The fact that Shalit herself anticipated a callous response from from sexual liberals and feminists — describing in the text how her own desire for sexual privacy was labeled pathological and/or laughable by her college classmates and faculty — also made me stubbornly resistant to confirming Shalit’s beliefs about how people who disagreed with her would react to her words.

So what was the central problem that Shalit identified, and what was the solution she proposed? And what were the problems that I had with the text?

The central argument of Return to Modesty is that the post-1960s openness about sexuality has ruined sexual pleasure. It begins with a very personal account of Shalit’s experience as a teenager who opted out of sexual education in middle school and felt pressured to be more sexually open, available, and experienced, throughout her adolescence and college years than Shalit felt comfortable being.

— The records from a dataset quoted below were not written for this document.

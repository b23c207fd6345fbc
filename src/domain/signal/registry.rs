//! Strategy name to rule dispatch table.

use std::collections::HashMap;
use std::sync::OnceLock;

use super::{averages, oscillators, returns, schedule, volume, SignalContext, SignalOutput};

pub type RuleFn = fn(&SignalContext<'_>) -> SignalOutput;

static RULES: OnceLock<HashMap<&'static str, RuleFn>> = OnceLock::new();

fn rules() -> &'static HashMap<&'static str, RuleFn> {
    RULES.get_or_init(|| {
        let mut rules: HashMap<&'static str, RuleFn> = HashMap::new();
        rules.insert("Funding Rate Farming", schedule::yield_accrual);
        rules.insert("Basis Trading", schedule::yield_accrual);
        rules.insert("Delta Neutral", schedule::yield_accrual);
        rules.insert("Lending Rate Arb", schedule::yield_accrual);
        rules.insert("Airdrop Farming", schedule::yield_accrual);
        rules.insert("Yield Rotation", averages::sma_trend);
        rules.insert("Concentrated LP", averages::sma_trend);
        rules.insert("IL Hedging", averages::sma_trend);
        rules.insert("Governance Arb", averages::sma_trend);
        rules.insert("Flash Loan Arb", volume::volatility_arb);
        rules.insert("Cross-Chain Arb", volume::volatility_arb);
        rules.insert("Liquidation Hunting", returns::liquidation_hunting);
        rules.insert("Recursive Lending", returns::liquidation_hunting);
        rules.insert("MEV Extraction", volume::mev_extraction);
        rules.insert("Memecoin Momentum", returns::memecoin_momentum);
        rules.insert("Token Sniping", returns::memecoin_momentum);
        rules.insert("KOL Copy Trading", returns::copy_trading);
        rules.insert("Whale Tracking", returns::copy_trading);
        rules.insert("Liquidation Cascade", returns::liquidation_cascade);
        rules.insert("Mean Reversion", oscillators::mean_reversion);
        rules.insert("Momentum", averages::momentum);
        rules.insert("Pairs Trading", averages::pairs_trading);
        rules.insert("Stat Arb", averages::pairs_trading);
        rules.insert("Market Making", returns::market_making);
        rules.insert("Grid Trading", averages::grid_trading);
        rules.insert("Volatility Trading", volume::volatility_trading);
        rules.insert("Correlation Breakdown", returns::correlation_breakdown);
        rules.insert("Volatility Regime", oscillators::volatility_regime);
        rules.insert("Breakout Trading", averages::breakout_trading);
        rules.insert("RSI Divergence", oscillators::rsi_divergence);
        rules.insert("Bollinger Squeeze", volume::bollinger_squeeze);
        rules.insert("Ichimoku Cloud", averages::ichimoku_cloud);
        rules.insert("Fibonacci", averages::fibonacci);
        rules.insert("Volume Profile", volume::volume_profile);
        rules.insert("Order Flow", volume::volume_profile);
        rules.insert("VWAP Strategy", averages::vwap_strategy);
        rules.insert("EMA Ribbon", averages::ema_ribbon);
        rules.insert("Sentiment Trading", returns::news_trading);
        rules.insert("News Trading", returns::news_trading);
        rules.insert("Fear/Greed", oscillators::fear_greed);
        rules.insert("On-Chain Analytics", volume::on_chain_analytics);
        rules.insert("Scalping", returns::scalping);
        rules.insert("Swing Trading", returns::swing_trading);
        rules.insert("Position Trading", averages::position_trading);
        rules.insert("HODL + DCA", schedule::hodl_dca);
        rules.insert("Martingale", returns::martingale);
        rules
    })
}

/// Rule registered for `strategy`, if any.
pub fn lookup(strategy: &str) -> Option<RuleFn> {
    rules().get(strategy).copied()
}

/// All registered strategy names, sorted.
pub fn strategy_names() -> Vec<&'static str> {
    let mut names: Vec<_> = rules().keys().copied().collect();
    names.sort_unstable();
    names
}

I want to stop right here and affirm that no one should feel pressured to engage in sexual activity they do not feel comfortable engaging in. And while certain choices may put you in the statistical minority (i.e. being in a same-sex partnership, or remaining celibate until marriage) those personal decisions should not negatively affect you on a structural/cultural level. That is, just as I have a right not to be harassed by police on the street for holding hands with my lover, Shalit has a right not to be punished with a bad grade or bullied for refusing to wear a bikini or short-shorts. I’m skeptical that such culturally-sanctioned harassment and discrimination happens to those who choose “modesty,” but for the sake of argument lets assume they do: whether you’re getting harassed for being “too” sexy or not sexy “enough,” it’s still harassment and therefore not cool.

Having identified her own discomfort with public displays or discussion of sexuality, and having discovered that her peers were not (at least overtly) expressing a similar discomfort, Shalit did what any young bluestocking worth her salt would do … she started doing research. She also, though she does not explicitly credit feminist activism for this, seeks to politicize her personal experience after the manner of mid-twentieth-century women’s movement theorists who sought to draw parallels between their own barely-articulated dissatisfactions and the unhappiness of other women who shared similar feelings. Also like mid-twentieth-century feminists she resists interpretations of her personal experience that seek to pathologize her self-knowledge: to locate the problem within her rather than within the broader culture.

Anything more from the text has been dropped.